Young-ha Kim, 1968 als Sohn eines Offiziers an der Grenze zum kommunistischen Norden geboren, zählt zu den bekanntesten Autoren Südkoreas. Sein 2013 im Original erschienener Roman folgt der radikalen Idee, einen Serienmörder mit Alzheimer zum Ich-Erzähler zu machen. Sein Serienkiller hebt sich wohltuend von den Figuren ab, die üblicherweise in Kriminalromanen in Serie morden. Mit den "Aufzeichnungen eines Serienmörders" ist ihm ein Buch gelungen, das lakonisch erzählt, bisweilen sogar komisch ist - und auffallend modern in seiner Mischung aus Bericht, Erzählung, Erinnerungsfetzen bis hin zu plötzlichen kurzen Einschüben des dementen Mörders über Nietzsche oder über den Zusammenhang von Zeit, Zerstörung, Mord, Demenz und Ödipus-Mythos.
Was ist wahr an einer Geschichte, wenn ein Demenzkranker sie erzählt?
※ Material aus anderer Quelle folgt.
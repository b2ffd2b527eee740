use std::collections::VecDeque;

use bevy_ecs::prelude::{Component, Entity, Resource};
use tracing::error;

use crate::error::SimError;

#[derive(Debug, Clone, Copy, PartialEq, Eq)]
pub enum MachineState {
    /// Running; exactly one failure event is pending for it.
    Operational,
    /// Broken and queued in [FailedMachines].
    AwaitingRepair,
    /// Broken and assigned to a repairman.
    UnderRepair,
}

#[derive(Debug, Clone, Copy, PartialEq, Component)]
pub struct Machine {
    pub id: usize,
    pub state: MachineState,
    /// Absolute time of the next failure. Only meaningful while operational.
    pub next_failure_at: f64,
    /// Time of the most recent failure, while broken.
    pub failed_at: Option<f64>,
    /// Arrival number of the most recent failure across the whole system.
    pub failure_seq: Option<u64>,
}

impl Machine {
    pub fn new(id: usize) -> Self {
        Self {
            id,
            state: MachineState::Operational,
            next_failure_at: 0.0,
            failed_at: None,
            failure_seq: None,
        }
    }

    pub fn is_broken(&self) -> bool {
        self.state != MachineState::Operational
    }

    pub fn is_operational(&self) -> bool {
        self.state == MachineState::Operational
    }

    /// Break down at `now`; the caller decides whether it waits or gets a repairman.
    pub fn fail(&mut self, now: f64, failure_seq: u64) {
        self.state = MachineState::AwaitingRepair;
        self.failed_at = Some(now);
        self.failure_seq = Some(failure_seq);
    }

    /// Back in service, next failure at `next_failure_at`.
    pub fn restore(&mut self, next_failure_at: f64) {
        self.state = MachineState::Operational;
        self.next_failure_at = next_failure_at;
        self.failed_at = None;
        self.failure_seq = None;
    }
}

#[derive(Debug, Clone, Copy, PartialEq, Component)]
pub struct Repairman {
    pub id: usize,
    /// Machine currently being repaired. `None` means idle.
    pub assigned_machine: Option<Entity>,
    /// Completion time of the current job. Only meaningful while assigned.
    pub next_fix_at: f64,
    /// Start time of the current job.
    pub job_started_at: f64,
    pub jobs_completed: u64,
}

impl Repairman {
    pub fn new(id: usize) -> Self {
        Self {
            id,
            assigned_machine: None,
            next_fix_at: 0.0,
            job_started_at: 0.0,
            jobs_completed: 0,
        }
    }

    pub fn is_busy(&self) -> bool {
        self.assigned_machine.is_some()
    }

    pub fn assign(&mut self, machine: Entity, now: f64, fix_at: f64) {
        self.assigned_machine = Some(machine);
        self.job_started_at = now;
        self.next_fix_at = fix_at;
    }

    /// Finish the current job and return the machine it was on.
    pub fn finish_job(&mut self) -> Option<Entity> {
        let machine = self.assigned_machine.take()?;
        self.jobs_completed += 1;
        Some(machine)
    }
}

/// Broken machines waiting for a repairman, oldest failure first.
#[derive(Debug, Clone, Default, Resource)]
pub struct FailedMachines(pub VecDeque<Entity>);

/// Repairmen with no assignment, longest idle first.
#[derive(Debug, Clone, Default, Resource)]
pub struct IdleRepairmen(pub VecDeque<Entity>);

/// Machine and repairman counts of the running scenario.
#[derive(Debug, Clone, Copy, PartialEq, Eq, Resource)]
pub struct Population {
    pub machines: usize,
    pub repairmen: usize,
}

/// Counters advanced by the event systems.
#[derive(Debug, Clone, Copy, Default, Resource)]
pub struct RepairProgress {
    pub machines_fixed: u64,
    pub failures: u64,
}

/// Stop once this many repairs have completed.
#[derive(Debug, Clone, Copy, Resource)]
pub struct StopAtMachinesFixed(pub u64);

/// First engine defect raised by a system during the current step.
#[derive(Debug, Default, Resource)]
pub struct EngineFault(pub Option<SimError>);

impl EngineFault {
    pub fn raise(&mut self, fault: SimError) {
        error!(%fault, "engine invariant violated");
        if self.0.is_none() {
            self.0 = Some(fault);
        }
    }
}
Was ist Wirklichkeit, wenn im Kurzzeitgedächtnis das Durcheinander zunimmt, was ist richtige Erinnerung, was Wahn? Demenzkranke Erzähler lügen schließlich nicht. Sie sind in einem Gefängnis namens Zeit eingekerkert, das für sie immer schneller immer kleiner wird, während das Chaos im Kopf von Tag zu Tag unaufhaltsam größer wird. Demenz verträgt sich im Normalfall nicht mit klarer Erzählstruktur, mit guter Syntax, mit gelungenen Metaphern. Doch wie schreibt der demente Serienmörder selbst, nachdem er einen Lyrikkurs besucht hat, um sich Fertigkeiten anzutrainieren, sein Tagebuch gegen das Vergessen zu schreiben: "Morden ist eher wie Prosa. Jeder, der es einmal probiert hat, weiß das." Der Lyrik-Dozent lacht und lobt ihn für seine Gedichte sogar. "Deshalb ließ ich ihn am Leben."
Eine letzte Aufgabe stellt sich der Serienmörder, bevor seine Erinnerung ganz im Dunkeln versinkt. Er will seine Tochter Unhi vor einem Frauenmörder schützen, der in der Gegend sein Unwesen treibt. Die beiden mordenden Kollegen treffen bei einem Auffahrunfall aufeinander, sie sehen sich in die Augen, erkennen einander. Der Alte ist sich sicher: da ist einer, wie er es war. Hat es der Kerl vielleicht auf Unhi abgesehen?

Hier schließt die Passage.